[Rule-list] THE RULE SITE IS UP!
Marco Fioretti
m.fioretti at inwind.it
Wed Feb 13 11:19:11 EET 2002
Devon,
I understand your concers.
Honestly, I haven't any complete answer yet, at least none of which
I am totally sure about. Some things, like the ones you mention, have
started to pop up in my mind only after starting the project, discussing
them with you all.
So far, the most complete summary I can write down (which might still
be totally/partially wrong) is:
1) Red Hat compatibility, at least in the sense that one can upgrade
our system with stock RPMs provided by them, is essential. The
reasons are that we have no resources to do a completely new thing,
and, much more important, that we want the developing country school
to enter Free Software world as a first class citizen: one that can
use the same SW/support forums/online documentation available to
people with 512 MB of RAM, not be relegated to some corner.

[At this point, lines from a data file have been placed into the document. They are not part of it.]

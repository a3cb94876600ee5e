use common::InvalidUsername;
use thiserror::Error;

use crate::Username;

/// Errors that can occur when reading or writing workout data.
#[derive(Debug, Error)]
pub enum WorkoutStoreError {
    /// A log was written for a user that has no `users` row.
    #[error("Unknown user: {0}")]
    UnknownUser(Username),

    /// A numeric value does not fit the column it is stored in.
    #[error("Value out of range for {field}: {value}")]
    ValueOutOfRange { field: &'static str, value: i64 },

    /// A stored row carried a username that fails validation.
    #[error("Invalid stored username: {0}")]
    InvalidUsername(#[from] InvalidUsername),

    /// A database error occurred.
    #[error("Database error: {0}")]
    Database(#[from] sqlx::Error),

    /// A database migration error occurred.
    #[error("Migration error: {0}")]
    Migration(#[from] sqlx::migrate::MigrateError),
}

/// Result type for workout store operations.
pub type Result<T> = std::result::Result<T, WorkoutStoreError>;
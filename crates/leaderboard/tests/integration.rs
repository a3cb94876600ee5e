//! Integration tests for ranking workouts written to an in-memory store.

use chrono::{Duration, TimeZone, Utc};
use leaderboard::{DEFAULT_DAILY_GOAL, LeaderboardService};
use workout_store::{
    DayWindow, GoalUpdate, InMemoryWorkoutStore, NewWorkout, Username, WorkoutStore,
    WorkoutStoreExt,
};

fn name(s: &str) -> Username {
    Username::parse(s).unwrap()
}

fn setup() -> (InMemoryWorkoutStore, LeaderboardService<InMemoryWorkoutStore>) {
    let store = InMemoryWorkoutStore::new();
    let service = LeaderboardService::new(store.clone());
    (store, service)
}

#[tokio::test]
async fn empty_day_gives_empty_leaderboard() {
    let (_, service) = setup();
    let rows = service.today().await.unwrap();
    assert!(rows.is_empty());
}

#[tokio::test]
async fn ranks_todays_workouts_with_goals() {
    let (store, service) = setup();

    store
        .upsert_goal(GoalUpdate::new(name("alice"), 50))
        .await
        .unwrap();
    store
        .record_workout(NewWorkout::new(name("alice"), 10))
        .await
        .unwrap();
    store
        .record_workout(NewWorkout::new(name("bob"), 25))
        .await
        .unwrap();
    store
        .record_workout(NewWorkout::new(name("alice"), 5))
        .await
        .unwrap();

    let rows = service.today().await.unwrap();

    assert_eq!(rows.len(), 2);
    assert_eq!(rows[0].username, name("bob"));
    assert_eq!(rows[0].total_reps, 25);
    assert_eq!(rows[0].daily_goal, DEFAULT_DAILY_GOAL);
    assert_eq!(rows[1].username, name("alice"));
    assert_eq!(rows[1].total_reps, 15);
    assert_eq!(rows[1].daily_goal, 50);
}

#[tokio::test]
async fn goal_set_after_logging_is_picked_up() {
    let (store, service) = setup();

    store
        .record_workout(NewWorkout::new(name("carol"), 8))
        .await
        .unwrap();
    store
        .upsert_goal(GoalUpdate::new(name("carol"), 12))
        .await
        .unwrap();

    let rows = service.today().await.unwrap();
    assert_eq!(rows[0].daily_goal, 12);
}

#[tokio::test]
async fn other_days_are_excluded() {
    let (store, service) = setup();
    let day = Utc.with_ymd_and_hms(2024, 6, 15, 12, 0, 0).unwrap();
    let window = DayWindow::containing(day);

    store.ensure_user(&name("dave")).await.unwrap();
    store
        .insert_log_at(NewWorkout::new(name("dave"), 30), day)
        .await
        .unwrap();
    store
        .insert_log_at(NewWorkout::new(name("dave"), 1000), day - Duration::days(1))
        .await
        .unwrap();
    store
        .insert_log_at(NewWorkout::new(name("dave"), 1000), window.end)
        .await
        .unwrap();

    let rows = service.for_window(window).await.unwrap();

    assert_eq!(rows.len(), 1);
    assert_eq!(rows[0].total_reps, 30);
}
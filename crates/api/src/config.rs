//! Application configuration loaded from environment variables.

/// Output format for log lines.
#[derive(Debug, Clone, Copy, PartialEq, Eq)]
pub enum LogFormat {
    Text,
    Json,
}

impl LogFormat {
    fn parse(raw: &str) -> Self {
        if raw.eq_ignore_ascii_case("json") {
            LogFormat::Json
        } else {
            LogFormat::Text
        }
    }
}

/// Server configuration with sensible defaults.
///
/// Reads from environment variables:
/// - `HOST` — bind address (default: `"0.0.0.0"`)
/// - `PORT` — listen port (default: `3000`)
/// - `RUST_LOG` — tracing filter directive (default: `"info"`)
/// - `LOG_FORMAT` — `text` or `json` (default: `text`)
/// - `DATABASE_URL` — PostgreSQL connection string; unset means in-memory storage
/// - `DATABASE_MAX_CONNECTIONS` — pool size (default: `5`)
#[derive(Debug, Clone)]
pub struct Config {
    pub host: String,
    pub port: u16,
    pub log_level: String,
    pub log_format: LogFormat,
    pub database_url: Option<String>,
    pub database_max_connections: u32,
}

impl Config {
    /// Loads configuration from environment variables, falling back to defaults.
    pub fn from_env() -> Self {
        Self::from_lookup(|key| std::env::var(key).ok())
    }

    /// Builds configuration from an arbitrary key lookup.
    pub fn from_lookup<F>(lookup: F) -> Self
    where
        F: Fn(&str) -> Option<String>,
    {
        let defaults = Self::default();
        Self {
            host: lookup("HOST").unwrap_or(defaults.host),
            port: lookup("PORT")
                .and_then(|p| p.parse().ok())
                .unwrap_or(defaults.port),
            log_level: lookup("RUST_LOG").unwrap_or(defaults.log_level),
            log_format: lookup("LOG_FORMAT")
                .map(|f| LogFormat::parse(&f))
                .unwrap_or(defaults.log_format),
            database_url: lookup("DATABASE_URL").filter(|url| !url.trim().is_empty()),
            database_max_connections: lookup("DATABASE_MAX_CONNECTIONS")
                .and_then(|n| n.parse().ok())
                .unwrap_or(defaults.database_max_connections),
        }
    }

    /// Returns the `"host:port"` bind address string.
    pub fn addr(&self) -> String {
        format!("{}:{}", self.host, self.port)
    }
}

impl Default for Config {
    fn default() -> Self {
        Self {
            host: "0.0.0.0".to_string(),
            port: 3000,
            log_level: "info".to_string(),
            log_format: LogFormat::Text,
            database_url: None,
            database_max_connections: 5,
        }
    }
}

#[cfg(test)]
mod tests {
    use super::*;
    use std::collections::HashMap;

    fn lookup_from(pairs: &[(&str, &str)]) -> impl Fn(&str) -> Option<String> {
        let map: HashMap<String, String> = pairs
            .iter()
            .map(|(k, v)| (k.to_string(), v.to_string()))
            .collect();
        move |key: &str| map.get(key).cloned()
    }

    #[test]
    fn test_default_values() {
        let config = Config::default();
        assert_eq!(config.host, "0.0.0.0");
        assert_eq!(config.port, 3000);
        assert_eq!(config.log_level, "info");
        assert_eq!(config.log_format, LogFormat::Text);
        assert!(config.database_url.is_none());
        assert_eq!(config.database_max_connections, 5);
    }

    #[test]
    fn test_addr_formatting() {
        let config = Config {
            host: "127.0.0.1".to_string(),
            port: 8080,
            ..Config::default()
        };
        assert_eq!(config.addr(), "127.0.0.1:8080");
    }

    #[test]
    fn test_reads_all_keys() {
        let config = Config::from_lookup(lookup_from(&[
            ("HOST", "127.0.0.1"),
            ("PORT", "9000"),
            ("RUST_LOG", "debug"),
            ("LOG_FORMAT", "JSON"),
            ("DATABASE_URL", "postgres://localhost/reps"),
            ("DATABASE_MAX_CONNECTIONS", "12"),
        ]));

        assert_eq!(config.addr(), "127.0.0.1:9000");
        assert_eq!(config.log_level, "debug");
        assert_eq!(config.log_format, LogFormat::Json);
        assert_eq!(
            config.database_url.as_deref(),
            Some("postgres://localhost/reps")
        );
        assert_eq!(config.database_max_connections, 12);
    }

    #[test]
    fn test_invalid_numbers_fall_back() {
        let config = Config::from_lookup(lookup_from(&[
            ("PORT", "not-a-port"),
            ("DATABASE_MAX_CONNECTIONS", "-1"),
        ]));
        assert_eq!(config.port, 3000);
        assert_eq!(config.database_max_connections, 5);
    }

    #[test]
    fn test_blank_database_url_is_ignored() {
        let config = Config::from_lookup(lookup_from(&[("DATABASE_URL", "  ")]));
        assert!(config.database_url.is_none());
    }
}
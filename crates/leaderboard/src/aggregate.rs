//! Leaderboard aggregation: per-user rep totals for one day.

use std::collections::HashMap;

use common::Username;
use serde::Serialize;
use workout_store::WorkoutLogEntry;

/// Goal shown for users who have not set one.
pub const DEFAULT_DAILY_GOAL: u32 = 100;

/// One ranked line of the leaderboard.
#[derive(Debug, Clone, PartialEq, Eq, Serialize)]
pub struct LeaderboardRow {
    pub username: Username,
    pub total_reps: u64,
    pub daily_goal: u32,
}

struct Tally {
    username: Username,
    total_reps: u64,
    daily_goal: Option<u32>,
}

/// Folds workout log entries into leaderboard rows.
///
/// The entries are expected to be pre-filtered to a single day; no time
/// filtering happens here. Each username yields exactly one row whose
/// `total_reps` is the sum of its entries. The goal comes from the first entry
/// of that user carrying one, falling back to [`DEFAULT_DAILY_GOAL`].
///
/// Rows are ordered by `total_reps`, highest first. Equal totals keep the
/// order in which their users first appeared.
pub fn aggregate<I>(entries: I) -> Vec<LeaderboardRow>
where
    I: IntoIterator<Item = WorkoutLogEntry>,
{
    let mut index: HashMap<Username, usize> = HashMap::new();
    let mut tallies: Vec<Tally> = Vec::new();

    for entry in entries {
        let slot = *index.entry(entry.username.clone()).or_insert_with(|| {
            tallies.push(Tally {
                username: entry.username.clone(),
                total_reps: 0,
                daily_goal: None,
            });
            tallies.len() - 1
        });

        let tally = &mut tallies[slot];
        tally.total_reps += u64::from(entry.reps);
        if tally.daily_goal.is_none() {
            tally.daily_goal = entry.daily_goal;
        }
    }

    let mut rows: Vec<LeaderboardRow> = tallies
        .into_iter()
        .map(|t| LeaderboardRow {
            username: t.username,
            total_reps: t.total_reps,
            daily_goal: t.daily_goal.unwrap_or(DEFAULT_DAILY_GOAL),
        })
        .collect();

    // `sort_by` is stable, so ties stay in first-seen order.
    rows.sort_by(|a, b| b.total_reps.cmp(&a.total_reps));
    rows
}

#[cfg(test)]
mod tests {
    use super::*;
    use std::collections::HashSet;

    fn entry(user: &str, reps: u32, goal: Option<u32>) -> WorkoutLogEntry {
        WorkoutLogEntry {
            username: Username::parse(user).unwrap(),
            reps,
            created_at: chrono::Utc::now(),
            daily_goal: goal,
        }
    }

    fn row(user: &str, total_reps: u64, daily_goal: u32) -> LeaderboardRow {
        LeaderboardRow {
            username: Username::parse(user).unwrap(),
            total_reps,
            daily_goal,
        }
    }

    #[test]
    fn empty_input_gives_empty_leaderboard() {
        assert!(aggregate(Vec::new()).is_empty());
    }

    #[test]
    fn sums_per_user_and_ranks_descending() {
        let rows = aggregate(vec![
            entry("a", 10, Some(50)),
            entry("b", 20, Some(30)),
            entry("a", 5, Some(50)),
        ]);

        assert_eq!(rows, vec![row("b", 20, 30), row("a", 15, 50)]);
    }

    #[test]
    fn missing_goal_falls_back_to_default() {
        let rows = aggregate(vec![entry("c", 3, None)]);
        assert_eq!(rows, vec![row("c", 3, DEFAULT_DAILY_GOAL)]);
    }

    #[test]
    fn goal_taken_from_first_entry_that_has_one() {
        let rows = aggregate(vec![
            entry("d", 1, None),
            entry("d", 1, Some(40)),
            entry("d", 1, Some(20)),
        ]);

        assert_eq!(rows, vec![row("d", 3, 40)]);
    }

    #[test]
    fn ties_keep_each_user_once() {
        let rows = aggregate(vec![
            entry("x", 7, None),
            entry("y", 3, None),
            entry("y", 4, None),
        ]);

        assert_eq!(rows.len(), 2);
        let names: HashSet<_> = rows.iter().map(|r| r.username.as_str()).collect();
        assert_eq!(names, HashSet::from(["x", "y"]));
        assert!(rows.iter().all(|r| r.total_reps == 7));
    }

    #[test]
    fn zero_rep_entries_still_produce_a_row() {
        let rows = aggregate(vec![entry("z", 0, Some(10)), entry("w", 2, None)]);
        assert_eq!(rows, vec![row("w", 2, 100), row("z", 0, 10)]);
    }

    #[test]
    fn totals_do_not_overflow_u32() {
        let rows = aggregate(vec![entry("big", u32::MAX, None), entry("big", u32::MAX, None)]);
        assert_eq!(rows[0].total_reps, 2 * u64::from(u32::MAX));
    }

    #[test]
    fn invariants_hold_for_mixed_input() {
        let input: Vec<_> = (0..200u32)
            .map(|i| {
                let user = format!("user-{}", i % 17);
                let goal = if i % 3 == 0 { Some(i % 50 + 1) } else { None };
                entry(&user, (i * 7919) % 61, goal)
            })
            .collect();

        let mut expected: HashMap<String, u64> = HashMap::new();
        for e in &input {
            *expected.entry(e.username.to_string()).or_default() += u64::from(e.reps);
        }

        let rows = aggregate(input);

        assert_eq!(rows.len(), expected.len());
        for r in &rows {
            assert_eq!(r.total_reps, expected[r.username.as_str()]);
        }
        assert!(rows.windows(2).all(|w| w[0].total_reps >= w[1].total_reps));
    }

    #[test]
    fn row_serializes_to_expected_shape() {
        let json = serde_json::to_value(row("amy", 12, 50)).unwrap();
        assert_eq!(
            json,
            serde_json::json!({ "username": "amy", "total_reps": 12, "daily_goal": 50 })
        );
    }
}
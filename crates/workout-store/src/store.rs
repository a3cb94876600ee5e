use async_trait::async_trait;

use crate::{
    DayWindow, GoalUpdate, NewWorkout, Result, User, Username, WorkoutLog, WorkoutLogEntry,
};

/// Core trait for workout storage backends.
///
/// All implementations must be thread-safe (Send + Sync).
#[async_trait]
pub trait WorkoutStore: Send + Sync {
    /// Checks that the backend is reachable.
    async fn ping(&self) -> Result<()>;

    /// Creates the user if it does not exist yet.
    ///
    /// An existing user is left untouched, including its daily goal.
    async fn ensure_user(&self, username: &Username) -> Result<User>;

    /// Stores one workout log row stamped with the current time.
    ///
    /// Fails with `UnknownUser` if the user has no record.
    async fn insert_log(&self, workout: NewWorkout) -> Result<WorkoutLog>;

    /// Creates the user with the given goal, or replaces the goal of an
    /// existing user.
    async fn upsert_goal(&self, update: GoalUpdate) -> Result<User>;

    /// Looks up a single user.
    async fn get_user(&self, username: &Username) -> Result<Option<User>>;

    /// Returns every log row created inside `window`, joined with the goal of
    /// its user.
    ///
    /// Entries are returned in `created_at` order (oldest first).
    async fn logs_in_window(&self, window: DayWindow) -> Result<Vec<WorkoutLogEntry>>;
}

/// Extension trait providing convenience methods for workout stores.
#[async_trait]
pub trait WorkoutStoreExt: WorkoutStore {
    /// Records a workout, creating the user on first use.
    #[tracing::instrument(skip(self, workout), fields(username = %workout.username, reps = workout.reps))]
    async fn record_workout(&self, workout: NewWorkout) -> Result<WorkoutLog> {
        self.ensure_user(&workout.username).await?;
        self.insert_log(workout).await
    }
}

// Blanket implementation for all WorkoutStore implementations
impl<T: WorkoutStore + ?Sized> WorkoutStoreExt for T {}
use serde::{Deserialize, Serialize};
use thiserror::Error;
use uuid::Uuid;

/// Unique identifier for a single workout log row.
#[derive(Debug, Clone, Copy, PartialEq, Eq, Hash, Serialize, Deserialize)]
#[serde(transparent)]
pub struct LogId(Uuid);

impl LogId {
    /// Creates a new random log ID.
    pub fn new() -> Self {
        Self(Uuid::new_v4())
    }

    /// Creates a log ID from an existing UUID.
    pub fn from_uuid(uuid: Uuid) -> Self {
        Self(uuid)
    }

    /// Returns the underlying UUID.
    pub fn as_uuid(&self) -> Uuid {
        self.0
    }
}

impl Default for LogId {
    fn default() -> Self {
        Self::new()
    }
}

impl std::fmt::Display for LogId {
    fn fmt(&self, f: &mut std::fmt::Formatter<'_>) -> std::fmt::Result {
        write!(f, "{}", self.0)
    }
}

impl From<Uuid> for LogId {
    fn from(uuid: Uuid) -> Self {
        Self(uuid)
    }
}

/// Returned when a username is empty or blank.
#[derive(Debug, Clone, PartialEq, Eq, Error)]
#[error("username must not be empty")]
pub struct InvalidUsername;

/// The name a user logs workouts under. Doubles as the user's primary key.
#[derive(Debug, Clone, PartialEq, Eq, Hash, PartialOrd, Ord, Serialize)]
#[serde(transparent)]
pub struct Username(String);

impl Username {
    /// Parses a username, rejecting empty and whitespace-only strings.
    pub fn parse(raw: impl Into<String>) -> Result<Self, InvalidUsername> {
        let raw = raw.into();
        if raw.trim().is_empty() {
            return Err(InvalidUsername);
        }
        Ok(Self(raw))
    }

    /// Returns the username as a string slice.
    pub fn as_str(&self) -> &str {
        &self.0
    }
}

impl std::fmt::Display for Username {
    fn fmt(&self, f: &mut std::fmt::Formatter<'_>) -> std::fmt::Result {
        f.write_str(&self.0)
    }
}

impl AsRef<str> for Username {
    fn as_ref(&self) -> &str {
        &self.0
    }
}

impl TryFrom<String> for Username {
    type Error = InvalidUsername;

    fn try_from(s: String) -> Result<Self, Self::Error> {
        Self::parse(s)
    }
}

impl TryFrom<&str> for Username {
    type Error = InvalidUsername;

    fn try_from(s: &str) -> Result<Self, Self::Error> {
        Self::parse(s)
    }
}

impl<'de> Deserialize<'de> for Username {
    fn deserialize<D: serde::Deserializer<'de>>(deserializer: D) -> Result<Self, D::Error> {
        let raw = String::deserialize(deserializer)?;
        Self::parse(raw).map_err(serde::de::Error::custom)
    }
}
//! HTTP API for the rep tracker.
//!
//! Provides endpoints to save workouts, set daily goals, and read the
//! same-day leaderboard, with structured logging (tracing) and Prometheus
//! metrics.

pub mod config;
pub mod error;
pub mod routes;

use std::sync::Arc;

use axum::Router;
use axum::http::{HeaderName, Method, header};
use axum::routing::{get, post};
use metrics_exporter_prometheus::PrometheusHandle;
use tower_http::cors::{Any, CorsLayer};
use tower_http::trace::TraceLayer;
use workout_store::WorkoutStore;

use routes::AppState;

/// Headers browsers may send on cross-origin requests.
const ALLOWED_HEADERS: [HeaderName; 9] = [
    HeaderName::from_static("x-csrf-token"),
    HeaderName::from_static("x-requested-with"),
    header::ACCEPT,
    HeaderName::from_static("accept-version"),
    header::CONTENT_LENGTH,
    HeaderName::from_static("content-md5"),
    header::CONTENT_TYPE,
    header::DATE,
    HeaderName::from_static("x-api-version"),
];

fn cors_layer() -> CorsLayer {
    CorsLayer::new()
        .allow_origin(Any)
        .allow_methods([
            Method::GET,
            Method::OPTIONS,
            Method::PATCH,
            Method::DELETE,
            Method::POST,
            Method::PUT,
        ])
        .allow_headers(ALLOWED_HEADERS)
}

/// Creates the Axum application router with all routes and shared state.
///
/// The `/api/*` paths mirror the names used by the web client.
pub fn create_app<S: WorkoutStore + Clone + 'static>(
    state: Arc<AppState<S>>,
    metrics_handle: PrometheusHandle,
) -> Router {
    let metrics_router = Router::new()
        .route("/metrics", get(routes::metrics::get))
        .with_state(metrics_handle);

    Router::new()
        .route("/health", get(routes::health::check::<S>))
        .route("/workouts", post(routes::workouts::save::<S>))
        .route("/api/save_workout", post(routes::workouts::save::<S>))
        .route("/goals", post(routes::goals::update::<S>))
        .route("/api/update_goal", post(routes::goals::update::<S>))
        .route("/leaderboard", get(routes::leaderboard::today::<S>))
        .route("/api/get_leaderboard", get(routes::leaderboard::today::<S>))
        .with_state(state)
        .merge(metrics_router)
        .method_not_allowed_fallback(routes::method_not_allowed)
        .fallback(routes::not_found)
        .layer(cors_layer())
        .layer(TraceLayer::new_for_http())
}

/// Creates the shared application state over a store.
pub fn create_state<S: WorkoutStore + Clone + 'static>(store: S) -> Arc<AppState<S>> {
    Arc::new(AppState::new(store))
}
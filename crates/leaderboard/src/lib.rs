//! Same-day leaderboard for the rep tracker.
//!
//! - [`aggregate`] folds a day's workout log entries into ranked rows
//! - [`LeaderboardService`] loads a day window from a store and ranks it

pub mod aggregate;
pub mod service;

pub use aggregate::{DEFAULT_DAILY_GOAL, LeaderboardRow, aggregate};
pub use service::LeaderboardService;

2) We should start to distinguish between:
a) Make today's RH base install fit in <32 MB of RAM.
this might touch only anaconda, fit on one or
more floppies, and be eventually adopted by RH
because it's in their interest, and they got it for
free.
b) Make *our* choice of packages,with comp files and all,
and that cannot be anything else than a separate ISO image,
as you did.
If RH sees it as valid for educating future customers to
buy their stuff later instead of MS's, they add the standard,
already existing RPMs we choose (Postfix, etc...) comp files,
etc..to their first disk, otherwise we just make it
available (still guaranteeing compatibility as stated above).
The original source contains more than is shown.